> [Instructions to follow]
For the records below, count the lines containing the word "true" and reply with the number alone.

(Data provided begins)

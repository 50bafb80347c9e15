//! DOM Events
//!
//! Listener registration and dispatch for user-interaction events.
//!
//! Listeners are plain closures. Dispatch never holds a borrow of the
//! document while a listener runs, so a listener may read or mutate the
//! document (or anything that in turn writes to it).

use std::cell::Cell;
use std::collections::HashMap;
use std::rc::Rc;

use crate::{NodeId, SharedDocument};

/// DOM event types
#[derive(Debug, Clone, Copy, PartialEq, Eq, Hash)]
pub enum DomEventType {
    Input,
    Change,
    Click,
    Submit,
    Focus,
    Blur,
}

impl DomEventType {
    /// Event name as used in `addEventListener`
    pub fn name(self) -> &'static str {
        match self {
            Self::Input => "input",
            Self::Change => "change",
            Self::Click => "click",
            Self::Submit => "submit",
            Self::Focus => "focus",
            Self::Blur => "blur",
        }
    }

    /// Focus and blur do not bubble
    pub fn bubbles(self) -> bool {
        !matches!(self, Self::Focus | Self::Blur)
    }
}

/// DOM event
#[derive(Debug)]
pub struct DomEvent {
    pub event_type: DomEventType,
    pub target: NodeId,
    current_target: Cell<NodeId>,
    default_prevented: Cell<bool>,
    propagation_stopped: Cell<bool>,
}

impl DomEvent {
    pub fn new(event_type: DomEventType, target: NodeId) -> Self {
        Self {
            event_type,
            target,
            current_target: Cell::new(target),
            default_prevented: Cell::new(false),
            propagation_stopped: Cell::new(false),
        }
    }

    /// Node whose listener is currently running
    pub fn current_target(&self) -> NodeId {
        self.current_target.get()
    }

    /// Prevent default action
    pub fn prevent_default(&self) {
        self.default_prevented.set(true);
    }

    /// Check if default was prevented
    pub fn is_default_prevented(&self) -> bool {
        self.default_prevented.get()
    }

    /// Stop propagation to ancestors
    pub fn stop_propagation(&self) {
        self.propagation_stopped.set(true);
    }
}

/// Listener callback
pub type EventListener = Rc<dyn Fn(&DomEvent)>;

/// Handle returned by [`EventListeners::add`]
#[derive(Debug, Clone, Copy, PartialEq, Eq, Hash)]
pub struct ListenerId(u64);

/// Listener table keyed by target and event type
#[derive(Default)]
pub struct EventListeners {
    next_id: u64,
    table: HashMap<(NodeId, DomEventType), Vec<(ListenerId, EventListener)>>,
}

impl std::fmt::Debug for EventListeners {
    fn fmt(&self, f: &mut std::fmt::Formatter<'_>) -> std::fmt::Result {
        f.debug_struct("EventListeners")
            .field("targets", &self.table.len())
            .field("listeners", &self.len())
            .finish()
    }
}

impl EventListeners {
    pub fn new() -> Self {
        Self::default()
    }

    /// `addEventListener`
    pub fn add(&mut self, target: NodeId, event_type: DomEventType, listener: EventListener) -> ListenerId {
        let id = ListenerId(self.next_id);
        self.next_id += 1;
        self.table.entry((target, event_type)).or_default().push((id, listener));
        id
    }

    /// `removeEventListener`; returns false if the listener was not registered
    pub fn remove(&mut self, target: NodeId, event_type: DomEventType, id: ListenerId) -> bool {
        let key = (target, event_type);
        let Some(list) = self.table.get_mut(&key) else {
            return false;
        };
        let before = list.len();
        list.retain(|(listener_id, _)| *listener_id != id);
        let removed = list.len() != before;
        if list.is_empty() {
            self.table.remove(&key);
        }
        removed
    }

    /// Snapshot of the listeners for one target, in registration order
    pub fn listeners_for(&self, target: NodeId, event_type: DomEventType) -> Vec<EventListener> {
        self.table
            .get(&(target, event_type))
            .map(|list| list.iter().map(|(_, l)| Rc::clone(l)).collect())
            .unwrap_or_default()
    }

    /// Number of listeners on one target
    pub fn count(&self, target: NodeId, event_type: DomEventType) -> usize {
        self.table.get(&(target, event_type)).map_or(0, Vec::len)
    }

    /// Total number of registered listeners
    pub fn len(&self) -> usize {
        self.table.values().map(Vec::len).sum()
    }

    pub fn is_empty(&self) -> bool {
        self.table.is_empty()
    }
}

/// Dispatch `event` to its target, then bubble through ancestors.
///
/// Returns false if a listener called `prevent_default`.
pub fn dispatch_event(document: &SharedDocument, event: DomEvent) -> bool {
    let path: Vec<NodeId> = {
        let doc = document.borrow();
        let mut path = vec![event.target];
        if event.event_type.bubbles() {
            let mut current = doc.tree.parent(event.target);
            while let Some(id) = current {
                path.push(id);
                current = doc.tree.parent(id);
            }
        }
        path
    };

    for node in path {
        let listeners = document.borrow().listeners.listeners_for(node, event.event_type);
        event.current_target.set(node);
        for listener in listeners {
            listener(&event);
        }
        if event.propagation_stopped.get() {
            break;
        }
    }

    !event.is_default_prevented()
}

/// Simulate a user edit: write the control's value slot, then fire `input`
pub fn dispatch_input(document: &SharedDocument, target: NodeId, value: &str) -> bool {
    if let Err(err) = document.borrow_mut().tree.set_value(target, value) {
        tracing::warn!("Cannot set value on {:?}: {}", target, err);
        return false;
    }
    dispatch_event(document, DomEvent::new(DomEventType::Input, target))
}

(Data provided ends)

> [Response to this task]
2